My next engine build will be a derivative of Edgar Westbury's Wallaby, first designed for a model train, then updated for use in a model hydroplane. The engine is an overhead valve, water cooled, 30cc, inline twin cylinder 4-stroke. My version will use no castings.
I am a huge fan of Edgar Westbury's work as a model engine designer. He was very prolific producing designs optimized for construction by the home machinist with minimal tools, typically a small lathe and a drilling machine. His first engine design was published in the 1920's, a single cylinder 2-stroke for a 13 foot wing span model airplane. He joined Model Engineer magazine in the early 1930's and went on to publish many wonderful engine construction articles as well as several books on machining.
This is a video of a classic Wallaby:
Construction articles for the Wallaby are available from the "Model Engineer" magazine and have been in the public domain for decades. Anyone needing help locating them, feel free to PM me.
The engine has a bore of 1 inch and a stroke of 1-1/8 inches. It has a built in oil pump to provide pressure fed lubrication to the tappets, crank shaft center bush and the connecting rod big ends. I have redesigned the Wallaby to be machined from raw stock, using no castings, and I will be using ball bearings on the crankshaft, camshaft and timing gears.
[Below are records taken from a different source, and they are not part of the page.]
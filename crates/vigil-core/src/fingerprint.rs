//! Query fingerprints for memoizing list-page queries.
//!
//! A fingerprint is a SHA-256 digest over the collection version and every
//! input that can change a query's result. Facet filters are hashed in name
//! order, so the order the operator touched the dropdowns in is irrelevant.

use std::fmt;

use chrono::NaiveDate;
use serde::{Deserialize, Serialize};
use sha2::{Digest, Sha256};

use crate::{filter::FacetFilter, query::QueryRequest};

/// Hex-encoded digest identifying one `(collection version, request)` pair.
#[derive(Debug, Clone, PartialEq, Eq, Hash, Serialize, Deserialize)]
#[serde(transparent)]
pub struct QueryFingerprint(String);

impl QueryFingerprint {
  pub fn compute(collection_version: u64, request: &QueryRequest) -> Self {
    let mut hasher = Sha256::new();
    hasher.update(collection_version.to_le_bytes());
    update_str(&mut hasher, &request.date_role);
    update_str(&mut hasher, &request.filters.search);

    hasher.update((request.filters.facets.len() as u64).to_le_bytes());
    for (name, filter) in &request.filters.facets {
      update_str(&mut hasher, name);
      match filter {
        FacetFilter::All => hasher.update([0u8]),
        FacetFilter::Is(v) => {
          hasher.update([1u8]);
          update_str(&mut hasher, v);
        }
      }
    }

    let period: &'static str = request.selection.period().into();
    update_str(&mut hasher, period);
    let (start, end) = request.selection.endpoints();
    update_date(&mut hasher, start);
    update_date(&mut hasher, end);

    match &request.schema {
      None => hasher.update([0u8]),
      Some(schema) => {
        hasher.update([1u8]);
        for name in schema.names() {
          update_str(&mut hasher, name);
        }
      }
    }

    Self(hex::encode(hasher.finalize()))
  }

  pub fn as_str(&self) -> &str { &self.0 }
}

impl fmt::Display for QueryFingerprint {
  fn fmt(&self, f: &mut fmt::Formatter<'_>) -> fmt::Result { f.write_str(&self.0) }
}

// Length-prefixed so adjacent fields cannot run together.
fn update_str(hasher: &mut Sha256, s: &str) {
  hasher.update((s.len() as u64).to_le_bytes());
  hasher.update(s.as_bytes());
}

fn update_date(hasher: &mut Sha256, date: Option<NaiveDate>) {
  match date {
    None => hasher.update([0u8]),
    Some(d) => {
      hasher.update([1u8]);
      hasher.update(d.to_string().as_bytes());
    }
  }
}
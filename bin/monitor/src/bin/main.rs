//! Interactive withdrawal monitor.
//!
//! Polls the merchant withdrawal feed on a countdown, prints the current page
//! and reads operator commands from stdin (`help` lists them).

use clap::Parser;
use client::MerchantClient;
use monitor::{
    command::{parse_input, Input, HELP},
    config::Config,
    dashboard::Dashboard,
    metrics::{install_prometheus_exporter, Metrics},
};
use std::{path::PathBuf, sync::Arc};
use store::FileStore;
use tokio::{
    io::{AsyncBufReadExt, BufReader},
    sync::{mpsc, watch},
};
use tracing::{info, warn};
use withdrawal::{Command, RefreshLoop, WithdrawalReconciler};

#[derive(Parser)]
#[command(name = "monitor")]
#[command(about = "Watch merchant withdrawals and pay them out by PromptPay QR")]
struct Cli {
    /// Path to the configuration file
    #[arg(short, long, default_value = "config.toml")]
    config: PathBuf,

    /// Emit logs as JSON
    #[arg(long)]
    log_json: bool,

    /// Serve Prometheus metrics on this port
    #[arg(long, env = "METRICS_PORT")]
    metrics_port: Option<u16>,
}

#[tokio::main]
async fn main() -> eyre::Result<()> {
    let cli = Cli::parse();
    monitor::init_tracing(cli.log_json);

    info!("Starting withdrawal monitor");

    let config = Config::load_or_default(&cli.config)?;
    let merchant = &config.merchant;

    info!("Loaded config:");
    info!("  Config file: {}", cli.config.display());
    info!("  Merchant API: {}", merchant.api_base);
    info!("  Store: {}", config.store_path.display());
    info!("  Refresh interval: {}s", merchant.refresh_interval_secs);

    if let Some(port) = cli.metrics_port.or(config.metrics_port) {
        install_prometheus_exporter(port)?;
        info!("  Metrics: 0.0.0.0:{}", port);
    }

    let client = MerchantClient::new(merchant)?;
    let store = FileStore::new(&config.store_path);
    let reconciler = WithdrawalReconciler::new(client, store, merchant);

    let (commands_tx, commands) = mpsc::channel::<Command>(32);
    let (shutdown_tx, shutdown) = watch::channel(false);
    let shutdown_tx = Arc::new(shutdown_tx);

    // Ctrl-C
    {
        let shutdown_tx = shutdown_tx.clone();
        tokio::spawn(async move {
            if tokio::signal::ctrl_c().await.is_ok() {
                info!("Received Ctrl-C, shutting down");
                let _ = shutdown_tx.send(true);
            }
        });
    }

    // Operator input
    {
        let shutdown_tx = shutdown_tx.clone();
        tokio::spawn(async move {
            let mut lines = BufReader::new(tokio::io::stdin()).lines();
            println!("{HELP}");
            while let Ok(Some(line)) = lines.next_line().await {
                match parse_input(&line) {
                    Ok(Some(Input::Command(command))) => {
                        if commands_tx.send(command).await.is_err() {
                            break;
                        }
                    }
                    Ok(Some(Input::Help)) => println!("{HELP}"),
                    Ok(Some(Input::Quit)) => break,
                    Ok(None) => {}
                    Err(e) => println!("error: {e}"),
                }
            }
            let _ = shutdown_tx.send(true);
        });
    }

    let mut dashboard = Dashboard::new(Metrics::new(), merchant.qr_provider.clone());
    let refresh = RefreshLoop::new(
        reconciler,
        merchant.refresh_interval_secs,
        commands,
        shutdown,
    );

    let reconciler = refresh
        .run(|reconciler, event| {
            if let Some(screen) = dashboard.on_event(reconciler, event) {
                println!("{screen}");
            }
        })
        .await;

    if let Some(error) = reconciler.last_error() {
        warn!(%error, "Exiting with unresolved error");
    }
    info!(rows = reconciler.rows().len(), "Withdrawal monitor stopped");

    Ok(())
}
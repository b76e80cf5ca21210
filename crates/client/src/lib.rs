mod merchant;

pub use merchant::MerchantClient;
use serde_json::Value;
use std::future::Future;
use thiserror::Error;

#[derive(Error, Debug)]
pub enum ClientError {
    /// Error parsing or validating URLs
    #[error("Invalid API URL: {0}")]
    InvalidUrl(String),

    /// Transport-level failure
    #[error("HTTP error: {0}")]
    Http(#[from] reqwest::Error),

    /// Non-success HTTP status from the merchant API
    #[error("merchant API returned {status}: {body}")]
    Status { status: u16, body: String },

    /// Response body was not valid JSON
    #[error("Malformed response body: {0}")]
    Decode(#[from] serde_json::Error),
}

impl ClientError {
    /// HTTP status code carried by the error, if any.
    pub fn status(&self) -> Option<u16> {
        match self {
            Self::Status { status, .. } => Some(*status),
            Self::Http(e) => e.status().map(|s| s.as_u16()),
            _ => None,
        }
    }
}

/// Read access to the merchant back office API.
pub trait MerchantApi: Send + Sync {
    /// Fetch one page of the withdrawal list.
    ///
    /// Returns the raw record array, already unwrapped from the response envelope.
    fn fetch_withdrawals(
        &self,
        token: &str,
        page: u32,
        per_page: u32,
    ) -> impl Future<Output = Result<Vec<Value>, ClientError>> + Send;

    /// Fetch a member's detail object, unwrapped from an optional `data` envelope.
    fn fetch_member(
        &self,
        token: &str,
        member_id: &str,
    ) -> impl Future<Output = Result<Value, ClientError>> + Send;
}

/// Pull the record array out of a withdrawal list response.
///
/// The API has been seen to return the array either at `data` or at
/// `data.data`. Anything else yields an empty list.
pub fn extract_withdrawals(body: Value) -> Vec<Value> {
    let Value::Object(mut root) = body else {
        return Vec::new();
    };

    match root.remove("data") {
        Some(Value::Array(list)) => list,
        Some(Value::Object(mut inner)) => match inner.remove("data") {
            Some(Value::Array(list)) => list,
            _ => Vec::new(),
        },
        _ => Vec::new(),
    }
}

/// Unwrap a member detail response from its optional `data` envelope.
pub fn extract_member(body: Value) -> Value {
    match body {
        Value::Object(mut root) if root.get("data").is_some_and(Value::is_object) => {
            root.remove("data").unwrap_or_default()
        }
        other => other,
    }
}

/// Format the `Authorization` header value for a stored token.
///
/// Tokens that already carry a scheme (e.g. `Bearer abc`) are sent verbatim.
pub fn authorization_value(token: &str) -> String {
    let token = token.trim();
    if token.contains(' ') {
        token.to_string()
    } else {
        format!("Bearer {token}")
    }
}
I use SolidWorks for my computer aided design work and Fusion360 for tool path generation. I first fabricated 3D printed models before committing myself to cutting metal.
The original Wallaby had 5 main castings: the Body Casting, Sump, Cylinder Head, Cylinder Head Plate and Timing Cover.
I have split the Body Casting into three machined parts, the crankcase, rear timing plate and the block. I learned the technique of separating the crankcase and the block from Terry Mayhugh's build of Ron Colona's Offy. When designing a casting, a good engineer will strive to incorporate as many features as possible. This will reduce total part count and reduce cost of a mass production, but results in a very complex part, making it difficult to machine a one off. The Cylinder head has many internal passages that make it a good candidate for a casting, but difficult to machine, so it will likewise be made as two parts to be bonded later with high temperature structural adhesive.
Other design changes include the use of bearing housings for the crankshaft end bearings and the camshaft bearings. This will allow me to fabricate these precision components on the lathe independently from the machining of the crankcase.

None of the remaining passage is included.